Deploying Kubeflow in other environments (non-GCP)

The steps below assume that you already have a Kubernetes cluster set up.

  • If you don’t need custom storage and are happy with the default PVs that Kubeflow provides, you can follow the Kubeflow quick start without doing anything extra. The deployment script uses the Kubernetes default StorageClass to provision the PVs for you.

  • If you want to specify a custom PV:

    1. Create two PVs in your Kubernetes cluster with your preferred storage type. See the Kubernetes guide to PVs.

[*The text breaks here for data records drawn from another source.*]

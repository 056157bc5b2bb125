// Worker pool: two-list bookkeeping with LIFO reuse and on-demand creation
//
// Workers live in exactly one of two lists. `active` holds acquisition
// candidates (busy or not); `idle` holds the warm reserve awaiting reuse or
// retirement. List mutations happen under one mutex; waiting acquirers park
// on a Notify and re-check after every wakeup.

use parking_lot::Mutex;
use std::sync::atomic::{AtomicBool, AtomicI64, Ordering};
use std::sync::Arc;
use std::time::{Duration, Instant};
use tokio::sync::{Mutex as AsyncMutex, MutexGuard, Notify};
use tokio_util::sync::CancellationToken;
use tracing::{debug, info, warn};

use crate::core::config::Config;
use crate::core::errors::EngineResult;
use crate::services::engine::{self, Engine, EngineFactory, HEALTH_PROBE};

/// Bookkeeping record for one engine.
///
/// The engine slot is interior-mutable: repair swaps the subprocess handle in
/// place while every outstanding reference to the worker stays valid. The
/// engine lock serializes recognitions against the subprocess, which is not
/// reentrant.
pub struct Worker {
    engine: AsyncMutex<Box<dyn Engine>>,
    usage_count: AtomicI64,
    last_used: Mutex<Instant>,
    in_use: AtomicBool,
}

impl Worker {
    fn new(engine: Box<dyn Engine>) -> Arc<Self> {
        Arc::new(Self {
            engine: AsyncMutex::new(engine),
            usage_count: AtomicI64::new(0),
            last_used: Mutex::new(Instant::now()),
            in_use: AtomicBool::new(false),
        })
    }

    pub async fn lock_engine(&self) -> MutexGuard<'_, Box<dyn Engine>> {
        self.engine.lock().await
    }

    pub fn usage_count(&self) -> i64 {
        self.usage_count.load(Ordering::SeqCst)
    }

    pub fn in_use(&self) -> bool {
        self.in_use.load(Ordering::SeqCst)
    }

    /// Marks the start of one recognition attempt. Balanced by
    /// [`Worker::end_attempt`].
    pub fn begin_attempt(&self) {
        self.usage_count.fetch_add(1, Ordering::SeqCst);
    }

    pub fn end_attempt(&self) {
        self.usage_count.fetch_sub(1, Ordering::SeqCst);
    }

    pub fn touch(&self) {
        *self.last_used.lock() = Instant::now();
    }

    fn idle_for(&self) -> Duration {
        self.last_used.lock().elapsed()
    }
}

#[derive(Default)]
struct PoolInner {
    active: Vec<Arc<Worker>>,
    idle: Vec<Arc<Worker>>,
    /// On-demand creations in flight; counted against the processor cap so
    /// concurrent acquirers cannot overshoot it while the spawn runs
    /// off-lock.
    spawning: usize,
}

/// Point-in-time pool introspection for the stats endpoint.
#[derive(Debug, Clone, Copy)]
pub struct PoolGauges {
    pub active_processors: usize,
    pub in_use_processors: usize,
    pub idle_processors: usize,
    pub total_usage: i64,
}

/// Pool of OCR workers with on-demand growth up to the configured cap.
pub struct WorkerPool {
    inner: Mutex<PoolInner>,
    available: Notify,
    factory: Arc<dyn EngineFactory>,
    config: Arc<Config>,
}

    2. Follow the Kubeflow quick start, but note the following change to the standard procedure:

      Before running the apply command:

      kfctl apply all -V
      

      You must run the following commands to specify your PVs:

      cd ks_app
      ks param set pipeline mysqlPvName [YOUR-PRE-CREATED-MYSQL-PV-NAME]
      ks param set pipeline minioPvName [YOUR-PRE-CREATED-MINIO-PV-NAME]
      
    3. Then run the apply command as usual:

      kfctl apply k8s
      

Upgrading your Kubeflow Pipelines deployment

To upgrade your Kubeflow Pipelines deployment to the latest version, run the following script in the Kubeflow application directory. That is, in the same directory where you performed the original deployment, represented in the deployment guide as ${KFAPP}:

cd ${KFAPP}
${KUBEFLOW_SRC}/scripts/upgrade_kfp.sh

Alternatively, you can upgrade to a specific version of Kubeflow Pipelines by specifying the version tag. You can find the version tag in the Kubeflow Pipelines release page. For example, to upgrade to v0.1.12

${KUBEFLOW_SRC}/scripts/upgrade_kfp.sh a1afdd6c4b297b56dd103a8bb939ddeae67c2c92

If you used the web interface (https://deploy.kubeflow.cloud/#/deploy) to deploy Kubeflow, you must first clone the Kubeflow application directory from your project’s Cloud Source Repository, then proceed with the upgrade:

export PROJECT=[YOUR-GCP-PROJECT]
export CLOUD_SRC_REPO=${PROJECT}-kubeflow-config
gcloud source repos clone ${CLOUD_SRC_REPO} --project=${PROJECT}
kubectl create clusterrolebinding admin-binding --clusterrole=cluster-admin --user=[YOUR-EMAIL-ADDRESS]
${KUBEFLOW_SRC}/scripts/upgrade_kfp.sh 

Reinstalling Kubeflow Pipelines

You can delete a Kubeflow cluster and create a new one, specifying your existing storage to retrieve the original data in the new cluster.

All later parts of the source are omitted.